Entre mediados y finales de los años noventa, el país volvió a quedar
atrapado entre la pobreza y la marginación social, lo que favoreció la
violencia criminal.
Después de la mano dura
El 23 de julio de 2003 el entonces presidente Francisco Flores ordenó
la implementación del plan Mano Dura con el propósito, según sus
intervenciones públicas, de desarticular las bandas delictivas Barrio 18
y Mara Salvatrucha (MS-13). Ese año la Policía Nacional Civil (PNC)
registró 2 mil 197 asesinatos, una tasa de 39.7 homicidios por cada 100
mil habitantes.
El 31 de agosto de 2004, el nuevo mandatario Elías Antonio Saca lanzó
el plan Súper Mano Dura, que también se concentraba en detenciones
masivas de supuestos pandilleros, militarización, encarcelamiento
indiscriminado, entre otros métodos. El resultado: de 2004 a 2009 la
tasa de homicidios aumentó de 49.7 a 71 por cada 100 mil habitantes, y
de 2 mil 773 asesinatos a 4 mil 382.
En 2009 ganaron las elecciones Mauricio Funes y el FMLN. De 2010 a
2011 se registraron 8 mil 347 asesinatos. La tasa osciló entre 64.8 y
70.1 homicidios por cada 100 mil habitantes.

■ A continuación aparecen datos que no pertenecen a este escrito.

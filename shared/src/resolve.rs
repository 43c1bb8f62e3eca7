use crate::protocol::{MAX_SERVICE_ANSWERS, TYPE_A, TYPE_AAAA, TYPE_SRV};
use crate::registry::ServiceRegistry;
use crate::types::{strip_trailing_dot, DnsQuestion, HostRecord, ServiceRecord};

/// What, if anything, a question should be answered with.
#[derive(Debug, PartialEq, Eq)]
pub enum Resolution<'a> {
    /// A or AAAA for our own hostname
    Host(&'a HostRecord),
    /// SRV for one instance or every instance of a type
    Services(Vec<&'a ServiceRecord>),
    /// Supported type, but nothing here matches the name
    NoMatch,
    /// Query type the responder does not serve
    Unsupported(u16),
}

/// Decide how to answer `question`. Never mutates the registry.
pub fn resolve<'a>(
    question: &DnsQuestion,
    host: &'a HostRecord,
    registry: &'a ServiceRegistry,
) -> Resolution<'a> {
    match question.qtype {
        TYPE_A | TYPE_AAAA => match host.lookup(&question.name) {
            Some(host) => Resolution::Host(host),
            None => Resolution::NoMatch,
        },
        TYPE_SRV => {
            let services = find_services(&question.name, registry);
            if services.is_empty() {
                Resolution::NoMatch
            } else {
                Resolution::Services(services)
            }
        }
        other => Resolution::Unsupported(other),
    }
}

fn find_services<'a>(name: &str, registry: &'a ServiceRegistry) -> Vec<&'a ServiceRecord> {
    if name.starts_with('_') {
        match split_service_type(name) {
            Some((service_type, domain)) => {
                registry.find_by_type(service_type, domain, MAX_SERVICE_ANSWERS)
            }
            None => Vec::new(),
        }
    } else {
        registry
            .find_by_fqdn(strip_trailing_dot(name))
            .into_iter()
            .collect()
    }
}

/// Split a general query name `_service._proto.domain` into
/// (`_service._proto`, `domain`), dropping a trailing dot from the domain.
pub fn split_service_type(name: &str) -> Option<(&str, &str)> {
    if !name.starts_with('_') {
        return None;
    }

    // the dot ending `_service` must be followed by an underscore label
    let first_dot = name[1..].find('.')? + 1;
    if !name[first_dot + 1..].starts_with('_') {
        return None;
    }
    let second_dot = name[first_dot + 1..].find('.')? + first_dot + 1;

    let service_type = &name[..second_dot];
    let domain = strip_trailing_dot(&name[second_dot + 1..]);
    Some((service_type, domain))
}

Entre febrero y marzo de 2012, sin embargo, esos crímenes
disminuyeron notablemente. El gobierno auspició la tregua entre las
pandillas. Fue un proceso completamente diferente al ocurrido en los
años noventa con la exguerrilla.
El promedio de muertes violentas cayó de 14 a cinco diarios. Pero la
tregua terminó. En 2014 asumió la presidencia Salvador Sánchez Cerén y
se distanció de Funes. En 2015 fueron asesinadas 6 mil 670 personas,
aunque al año siguiente la cifra bajó a 5 mil 278.
Durante la tregua no se conoció, ni oficial ni extraoficialmente, que
los cabecillas de las bandas fueran amnistiados. Hacerlo, además,
habría implicado reconocer lo que no eran: actores políticos. El Estado,
al darles concesiones, lo hizo sin dejar de tratarlos como
delincuentes. Una vez terminada la tregua, esas concesiones terminaron.
El incremento de la violencia fue atribuido a la guerra entre
pandillas, a los asesinatos que cometieron grupos de exterminio formados
por policías y militares, así como a la guerra entre el Estado y la
delincuencia organizada.
Este reportaje se publicó el 6 de mayo de 2018 en la edición 2166 de la revista Proceso.